_WORKING DATA_
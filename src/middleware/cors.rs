//! Configuración de CORS

use tower_http::cors::CorsLayer;

/// CORS permisivo: la API se consume desde el frontend de admin y desde el
/// formulario público de solicitudes, ambos en orígenes propios.
pub fn create_cors_layer() -> CorsLayer {
    CorsLayer::very_permissive()
}
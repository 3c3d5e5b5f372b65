use std::net::SocketAddr;
use std::sync::Arc;

use anyhow::Result;
use dotenvy::dotenv;
use tokio::signal;
use tracing::{error, info};
use tracing_subscriber::EnvFilter;

use drivenow_rentals::config::EnvironmentConfig;
use drivenow_rentals::controllers::auth_controller::ensure_admin_user;
use drivenow_rentals::database::create_pool;
use drivenow_rentals::repositories::{MemoryStore, PgStore, RentalStore};
use drivenow_rentals::services::email_service::{HttpMailer, LogMailer, Mailer};
use drivenow_rentals::services::file_service::DiskStorage;
use drivenow_rentals::services::jwt_service::JwtService;
use drivenow_rentals::state::AppState;
use drivenow_rentals::utils::ids::IdGenerator;
use drivenow_rentals::build_router;

#[tokio::main]
async fn main() -> Result<()> {
    // Cargar variables de entorno
    dotenv().ok();

    // Configurar logging
    tracing_subscriber::fmt()
        .with_env_filter(
            EnvFilter::try_from_default_env().unwrap_or_else(|_| EnvFilter::new("info")),
        )
        .init();

    info!("🚗 DriveNow Rentals - Fleet Management API");
    info!("==========================================");

    let config = EnvironmentConfig::from_env()?;

    // Backend de persistencia: PostgreSQL si hay DATABASE_URL, memoria si no
    let store: Arc<dyn RentalStore> = match &config.database_url {
        Some(database_url) => {
            let pool = match create_pool(database_url).await {
                Ok(pool) => pool,
                Err(e) => {
                    error!("❌ Error conectando a la base de datos: {}", e);
                    return Err(e);
                }
            };
            let store = PgStore::new(pool);
            store.init_schema().await.map_err(|e| {
                error!("❌ Error inicializando el esquema: {}", e);
                anyhow::anyhow!("schema init failed: {}", e)
            })?;
            info!("✅ Persistencia: PostgreSQL");
            Arc::new(store)
        }
        None => {
            info!("⚠️ Sin DATABASE_URL: persistencia en memoria (solo desarrollo)");
            Arc::new(MemoryStore::new())
        }
    };

    // Cuenta admin inicial, si está configurada
    if let (Some(email), Some(password)) = (&config.admin_email, &config.admin_password) {
        ensure_admin_user(store.as_ref(), email, password).await?;
    }

    let mailer: Arc<dyn Mailer> = match (&config.email_api_url, &config.email_api_key, &config.email_sender) {
        (Some(api_url), Some(api_key), Some(sender)) => Arc::new(HttpMailer::new(
            api_url.clone(),
            api_key.clone(),
            sender.clone(),
            config.frontend_url.clone(),
        )),
        _ => {
            info!("⚠️ Sin credenciales de email: los enlaces de verificación van al log");
            Arc::new(LogMailer::new(config.frontend_url.clone()))
        }
    };

    let jwt = JwtService::new(&config.jwt_secret, config.jwt_expiration_hours);
    let files = Arc::new(DiskStorage::new(config.upload_dir.clone()));
    let ids = Arc::new(IdGenerator::new());

    let addr: SocketAddr = config.server_address().parse()?;
    let state = AppState::new(store, ids, jwt, mailer, files, config);
    let app = build_router(state);

    info!("🌐 Servidor iniciando en http://{}", addr);
    info!("🔍 Endpoints disponibles:");
    info!("   GET  /health - Health check");
    info!("🚗 Vehículos:");
    info!("   POST|GET /api/vehicles, GET|PUT|DELETE /api/vehicles/:id");
    info!("   POST|GET /api/vehicles/:id/documents, PUT|DELETE /api/vehicles/:id/documents/:docId");
    info!("👤 Conductores:");
    info!("   POST|GET /api/drivers, GET|PUT|DELETE /api/drivers/:id");
    info!("   POST /api/drivers/:id/contract, POST /api/drivers/:id/payment");
    info!("   POST|GET /api/drivers/:id/documents, PUT|DELETE /api/drivers/:id/documents/:docId");
    info!("   GET  /api/drivers/:id/documents/:docId/download");
    info!("📋 Solicitudes de alquiler:");
    info!("   POST /api/rentals (multipart)");
    info!("   GET  /api/rental-applications, GET|PUT /api/rental-applications/:id");
    info!("⏰ Alertas y dashboard:");
    info!("   GET  /api/document-expiry-alerts, /api/document-types, /api/dashboard/document-stats");
    info!("🔐 Auth:");
    info!("   POST /api/signup, /api/login, /api/verify-email, /api/resend-verification");

    let listener = tokio::net::TcpListener::bind(addr).await?;
    axum::serve(listener, app)
        .with_graceful_shutdown(shutdown_signal())
        .await?;

    info!("👋 Servidor terminado");
    Ok(())
}

/// Señal de apagado graceful
async fn shutdown_signal() {
    let ctrl_c = async {
        signal::ctrl_c()
            .await
            .expect("failed to install Ctrl+C handler");
    };

    #[cfg(unix)]
    let terminate = async {
        signal::unix::signal(signal::unix::SignalKind::terminate())
            .expect("failed to install signal handler")
            .recv()
            .await;
    };

    #[cfg(not(unix))]
    let terminate = std::future::pending::<()>();

    tokio::select! {
        _ = ctrl_c => {
            info!("🛑 Señal Ctrl+C recibida, apagando servidor...");
        },
        _ = terminate => {
            info!("🛑 Señal de terminación recibida, apagando servidor...");
        },
    }
}
//! DTOs de vehículos
//!
//! Requests tipadas y validadas antes de tocar la entidad; los campos
//! desconocidos se rechazan en vez de mezclarse silenciosamente.

use chrono::NaiveDate;
use serde::{Deserialize, Serialize};
use validator::Validate;

use crate::models::{Vehicle, VehicleStatus};

// Request para crear un vehículo
#[derive(Debug, Deserialize, Validate)]
#[serde(rename_all = "camelCase", deny_unknown_fields)]
pub struct CreateVehicleRequest {
    #[validate(length(min = 1, message = "make is required"))]
    pub make: String,
    #[validate(length(min = 1, message = "model is required"))]
    pub model: String,
    #[validate(length(min = 1, message = "year is required"))]
    pub year: String,
    #[validate(length(min = 1, message = "license plate is required"))]
    pub license_plate: String,
    #[validate(length(min = 1, message = "vin is required"))]
    pub vin: String,
    pub color: Option<String>,
    pub vehicle_type: Option<String>,
    pub fuel_type: Option<String>,
    pub transmission: Option<String>,
    pub owner_name: Option<String>,
    pub next_service_date: Option<NaiveDate>,
    #[validate(range(min = 0))]
    pub bond_amount: Option<i64>,
    #[validate(range(min = 0))]
    pub rent_per_week: Option<i64>,
    #[validate(range(min = 0))]
    pub current_mileage: Option<i64>,
    #[validate(range(min = 0))]
    pub odo_meter: Option<i64>,
    pub status: Option<VehicleStatus>,
    pub photo_url: Option<String>,
}

// Request para actualizar un vehículo (el id del path manda)
#[derive(Debug, Deserialize, Validate)]
#[serde(rename_all = "camelCase", deny_unknown_fields)]
pub struct UpdateVehicleRequest {
    /// Ignorado: el id de un vehículo es inmutable.
    pub id: Option<i64>,
    #[validate(length(min = 1, message = "make is required"))]
    pub make: String,
    #[validate(length(min = 1, message = "model is required"))]
    pub model: String,
    #[validate(length(min = 1, message = "year is required"))]
    pub year: String,
    #[validate(length(min = 1, message = "license plate is required"))]
    pub license_plate: String,
    #[validate(length(min = 1, message = "vin is required"))]
    pub vin: String,
    pub color: Option<String>,
    pub vehicle_type: Option<String>,
    pub fuel_type: Option<String>,
    pub transmission: Option<String>,
    pub owner_name: Option<String>,
    pub next_service_date: Option<NaiveDate>,
    #[validate(range(min = 0))]
    pub bond_amount: Option<i64>,
    #[validate(range(min = 0))]
    pub rent_per_week: Option<i64>,
    #[validate(range(min = 0))]
    pub current_mileage: Option<i64>,
    #[validate(range(min = 0))]
    pub odo_meter: Option<i64>,
    pub status: Option<VehicleStatus>,
    pub photo_url: Option<String>,
}

// Respuesta de mutación: eco de la entidad con mensaje
#[derive(Debug, Serialize)]
pub struct VehicleEnvelope {
    pub message: String,
    pub vehicle: Vehicle,
}
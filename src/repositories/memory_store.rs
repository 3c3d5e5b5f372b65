//! Backend de persistencia en memoria
//!
//! Se usa cuando no hay `DATABASE_URL` configurada y en los tests. Un único mutex
//! protege todas las colecciones, así un `WriteBatch` se aplica completo
//! sin intercalar escrituras de otra request.

use std::collections::{BTreeMap, HashMap};

use async_trait::async_trait;
use tokio::sync::Mutex;

use crate::models::{Driver, RentalApplication, User, VerificationToken, Vehicle};
use crate::repositories::store::{RentalStore, WriteBatch};
use crate::utils::errors::AppResult;

#[derive(Default)]
struct Collections {
    vehicles: BTreeMap<i64, Vehicle>,
    drivers: BTreeMap<i64, Driver>,
    applications: BTreeMap<i64, RentalApplication>,
    users: HashMap<String, User>,
    tokens: HashMap<String, VerificationToken>,
}

#[derive(Default)]
pub struct MemoryStore {
    inner: Mutex<Collections>,
}

impl MemoryStore {
    pub fn new() -> Self {
        Self::default()
    }
}

#[async_trait]
impl RentalStore for MemoryStore {
    async fn vehicles(&self) -> AppResult<Vec<Vehicle>> {
        Ok(self.inner.lock().await.vehicles.values().cloned().collect())
    }

    async fn vehicle(&self, id: i64) -> AppResult<Option<Vehicle>> {
        Ok(self.inner.lock().await.vehicles.get(&id).cloned())
    }

    async fn drivers(&self) -> AppResult<Vec<Driver>> {
        Ok(self.inner.lock().await.drivers.values().cloned().collect())
    }

    async fn driver(&self, id: i64) -> AppResult<Option<Driver>> {
        Ok(self.inner.lock().await.drivers.get(&id).cloned())
    }

    async fn applications(&self) -> AppResult<Vec<RentalApplication>> {
        Ok(self
            .inner
            .lock()
            .await
            .applications
            .values()
            .cloned()
            .collect())
    }

    async fn application(&self, id: i64) -> AppResult<Option<RentalApplication>> {
        Ok(self.inner.lock().await.applications.get(&id).cloned())
    }

    async fn commit(&self, batch: WriteBatch) -> AppResult<()> {
        let mut inner = self.inner.lock().await;
        for id in &batch.deleted_drivers {
            inner.drivers.remove(id);
        }
        for id in &batch.deleted_vehicles {
            inner.vehicles.remove(id);
        }
        for vehicle in batch.vehicles {
            inner.vehicles.insert(vehicle.id, vehicle);
        }
        for driver in batch.drivers {
            inner.drivers.insert(driver.id, driver);
        }
        for application in batch.applications {
            inner.applications.insert(application.id, application);
        }
        Ok(())
    }

    async fn user(&self, email: &str) -> AppResult<Option<User>> {
        Ok(self.inner.lock().await.users.get(email).cloned())
    }

    async fn save_user(&self, user: User) -> AppResult<()> {
        self.inner
            .lock()
            .await
            .users
            .insert(user.email.clone(), user);
        Ok(())
    }

    async fn verification(&self, token: &str) -> AppResult<Option<VerificationToken>> {
        Ok(self.inner.lock().await.tokens.get(token).cloned())
    }

    async fn save_verification(&self, token: VerificationToken) -> AppResult<()> {
        self.inner
            .lock()
            .await
            .tokens
            .insert(token.token.clone(), token);
        Ok(())
    }

    async fn delete_verification(&self, token: &str) -> AppResult<()> {
        self.inner.lock().await.tokens.remove(token);
        Ok(())
    }
}

#[cfg(test)]
mod tests {
    use super::*;
    use crate::models::{DriverStatus, VehicleStatus};
    use chrono::Utc;

    fn sample_vehicle(id: i64) -> Vehicle {
        let now = Utc::now();
        Vehicle {
            id,
            make: "Toyota".to_string(),
            model: "Corolla".to_string(),
            year: "2022".to_string(),
            license_plate: format!("PLATE-{}", id),
            vin: format!("VIN-{}", id),
            color: "White".to_string(),
            vehicle_type: "sedan".to_string(),
            fuel_type: "petrol".to_string(),
            transmission: "automatic".to_string(),
            owner_name: String::new(),
            next_service_date: None,
            bond_amount: 1000,
            rent_per_week: 250,
            current_mileage: 0,
            odo_meter: 0,
            status: VehicleStatus::Available,
            assigned_driver_id: None,
            photo_url: None,
            documents: Vec::new(),
            created_at: now,
            updated_at: now,
        }
    }

    fn sample_driver(id: i64) -> Driver {
        let now = Utc::now();
        Driver {
            id,
            first_name: "Jane".to_string(),
            last_name: "Doe".to_string(),
            email: format!("jane{}@example.com", id),
            phone: "0400000000".to_string(),
            license_number: format!("LIC-{}", id),
            license_expiry: None,
            address: "1 Test St".to_string(),
            emergency_contact: "John".to_string(),
            emergency_phone: "0400000001".to_string(),
            selected_vehicle_id: None,
            contract_start_date: None,
            contract_end_date: None,
            contract_period: None,
            bond_amount: 0,
            weekly_rent: 0,
            contract_signed: false,
            payment_receipt_uploaded: false,
            payment_receipt_url: None,
            payment_amount: None,
            status: DriverStatus::Pending,
            documents: Vec::new(),
            created_at: now,
            updated_at: now,
        }
    }

    #[tokio::test]
    async fn commit_applies_deletes_and_upserts_together() {
        let store = MemoryStore::new();
        store
            .commit(
                WriteBatch::default()
                    .vehicle(sample_vehicle(1))
                    .driver(sample_driver(10)),
            )
            .await
            .unwrap();

        let mut updated = sample_vehicle(1);
        updated.status = VehicleStatus::Assigned;
        store
            .commit(WriteBatch::default().vehicle(updated).delete_driver(10))
            .await
            .unwrap();

        let vehicle = store.vehicle(1).await.unwrap().unwrap();
        assert_eq!(vehicle.status, VehicleStatus::Assigned);
        assert!(store.driver(10).await.unwrap().is_none());
    }

    #[tokio::test]
    async fn upsert_replaces_existing_entity() {
        let store = MemoryStore::new();
        store
            .commit(WriteBatch::default().vehicle(sample_vehicle(7)))
            .await
            .unwrap();

        let mut renamed = sample_vehicle(7);
        renamed.model = "Camry".to_string();
        store
            .commit(WriteBatch::default().vehicle(renamed))
            .await
            .unwrap();

        let vehicles = store.vehicles().await.unwrap();
        assert_eq!(vehicles.len(), 1);
        assert_eq!(vehicles[0].model, "Camry");
    }
}
//! Almacenamiento de archivos subidos
//!
//! Los uploads llegan completos en memoria; el handler valida tamaño y tipo
//! ANTES de mutar cualquier entidad, así un upload rechazado nunca deja
//! estado parcial. El trait devuelve la referencia (`file_url`) que se
//! guarda en el subregistro de documento.

use std::path::{Path, PathBuf};

use async_trait::async_trait;
use base64::engine::general_purpose::STANDARD as BASE64;
use base64::Engine;
use uuid::Uuid;

use crate::utils::errors::{AppError, AppResult};

/// Límite para documentos y comprobantes de pago.
pub const MAX_DOCUMENT_BYTES: usize = 10 * 1024 * 1024;
/// Límite para fotos de vehículos.
pub const MAX_PHOTO_BYTES: usize = 5 * 1024 * 1024;

const DOCUMENT_MIME_TYPES: &[&str] = &[
    "application/pdf",
    "application/msword",
    "application/vnd.openxmlformats-officedocument.wordprocessingml.document",
    "image/jpeg",
    "image/png",
];

const PHOTO_MIME_TYPES: &[&str] = &["image/jpeg", "image/png", "image/webp"];

/// Valida un documento (PDF, DOC, DOCX, JPG, PNG hasta 10MB).
pub fn check_document_upload(mime_type: &str, size: usize) -> AppResult<()> {
    if !DOCUMENT_MIME_TYPES.contains(&mime_type) {
        return Err(AppError::Validation(
            "Only PDF, DOC, DOCX, JPG, PNG files are allowed".to_string(),
        ));
    }
    if size > MAX_DOCUMENT_BYTES {
        return Err(AppError::Validation(
            "File exceeds the 10MB upload limit".to_string(),
        ));
    }
    Ok(())
}

/// Valida una foto de vehículo (JPG, PNG, WEBP hasta 5MB).
pub fn check_photo_upload(mime_type: &str, size: usize) -> AppResult<()> {
    if !PHOTO_MIME_TYPES.contains(&mime_type) {
        return Err(AppError::Validation(
            "Only JPG, PNG, WEBP image files are allowed for vehicle photos".to_string(),
        ));
    }
    if size > MAX_PHOTO_BYTES {
        return Err(AppError::Validation(
            "Photo exceeds the 5MB upload limit".to_string(),
        ));
    }
    Ok(())
}

/// Valida un comprobante de pago (imagen o PDF hasta 10MB).
pub fn check_receipt_upload(mime_type: &str, size: usize) -> AppResult<()> {
    if !mime_type.starts_with("image/") && mime_type != "application/pdf" {
        return Err(AppError::Validation(
            "Only image and PDF files are allowed for payment receipts".to_string(),
        ));
    }
    if size > MAX_DOCUMENT_BYTES {
        return Err(AppError::Validation(
            "Receipt exceeds the 10MB upload limit".to_string(),
        ));
    }
    Ok(())
}

#[derive(Debug, Clone)]
pub struct StoredFile {
    pub file_url: String,
    pub file_name: String,
    pub file_size: i64,
    pub mime_type: String,
}

#[async_trait]
pub trait FileStorage: Send + Sync {
    /// Persiste los bytes y devuelve la referencia a guardar en el documento.
    async fn store(
        &self,
        category: &str,
        original_name: &str,
        mime_type: &str,
        bytes: Vec<u8>,
    ) -> AppResult<StoredFile>;

    /// Recupera los bytes de una referencia previamente devuelta por `store`.
    async fn load(&self, file_url: &str) -> AppResult<Option<Vec<u8>>>;
}

/// Almacenamiento en disco bajo el directorio de uploads configurado.
pub struct DiskStorage {
    root: PathBuf,
}

impl DiskStorage {
    pub fn new(root: impl Into<PathBuf>) -> Self {
        Self { root: root.into() }
    }

    fn resolve(&self, file_url: &str) -> Option<PathBuf> {
        let relative = file_url.strip_prefix("/uploads/")?;
        // Nunca resolver fuera del directorio de uploads.
        if relative.split('/').any(|part| part == "..") {
            return None;
        }
        Some(self.root.join(relative))
    }
}

fn unique_file_name(original_name: &str) -> String {
    let extension = Path::new(original_name)
        .extension()
        .and_then(|ext| ext.to_str())
        .map(|ext| format!(".{}", ext))
        .unwrap_or_default();
    format!("{}{}", Uuid::new_v4().simple(), extension)
}

#[async_trait]
impl FileStorage for DiskStorage {
    async fn store(
        &self,
        category: &str,
        original_name: &str,
        mime_type: &str,
        bytes: Vec<u8>,
    ) -> AppResult<StoredFile> {
        let file_size = bytes.len() as i64;
        let stored_name = unique_file_name(original_name);
        let directory = self.root.join(category);
        tokio::fs::create_dir_all(&directory)
            .await
            .map_err(|e| AppError::Internal(format!("Error creating upload directory: {}", e)))?;
        tokio::fs::write(directory.join(&stored_name), bytes)
            .await
            .map_err(|e| AppError::Internal(format!("Error writing upload: {}", e)))?;

        Ok(StoredFile {
            file_url: format!("/uploads/{}/{}", category, stored_name),
            file_name: original_name.to_string(),
            file_size,
            mime_type: mime_type.to_string(),
        })
    }

    async fn load(&self, file_url: &str) -> AppResult<Option<Vec<u8>>> {
        let Some(path) = self.resolve(file_url) else {
            return Ok(None);
        };
        match tokio::fs::read(path).await {
            Ok(bytes) => Ok(Some(bytes)),
            Err(e) if e.kind() == std::io::ErrorKind::NotFound => Ok(None),
            Err(e) => Err(AppError::Internal(format!("Error reading upload: {}", e))),
        }
    }
}

/// Almacenamiento sin disco: inlinea el archivo como data-URI base64.
/// Pensado para despliegues efímeros y para los tests.
#[derive(Default)]
pub struct DataUriStorage;

impl DataUriStorage {
    pub fn new() -> Self {
        Self
    }
}

#[async_trait]
impl FileStorage for DataUriStorage {
    async fn store(
        &self,
        _category: &str,
        original_name: &str,
        mime_type: &str,
        bytes: Vec<u8>,
    ) -> AppResult<StoredFile> {
        let file_size = bytes.len() as i64;
        Ok(StoredFile {
            file_url: format!("data:{};base64,{}", mime_type, BASE64.encode(bytes)),
            file_name: original_name.to_string(),
            file_size,
            mime_type: mime_type.to_string(),
        })
    }

    async fn load(&self, file_url: &str) -> AppResult<Option<Vec<u8>>> {
        let Some(encoded) = file_url.split(";base64,").nth(1) else {
            return Ok(None);
        };
        match BASE64.decode(encoded) {
            Ok(bytes) => Ok(Some(bytes)),
            Err(_) => Ok(None),
        }
    }
}
pub mod connection;

pub use connection::create_pool;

_EXERCISE_
Which lines of the records above hold the word "tokio"? Copy each one out.

_SOLUTION BELOW_
use tokio::signal;
#[tokio::main]
    let listener = tokio::net::TcpListener::bind(addr).await?;
    tokio::select! {
use tokio::sync::Mutex;
    #[tokio::test]
    #[tokio::test]
        tokio::fs::create_dir_all(&directory)
        tokio::fs::write(directory.join(&stored_name), bytes)
        match tokio::fs::read(path).await {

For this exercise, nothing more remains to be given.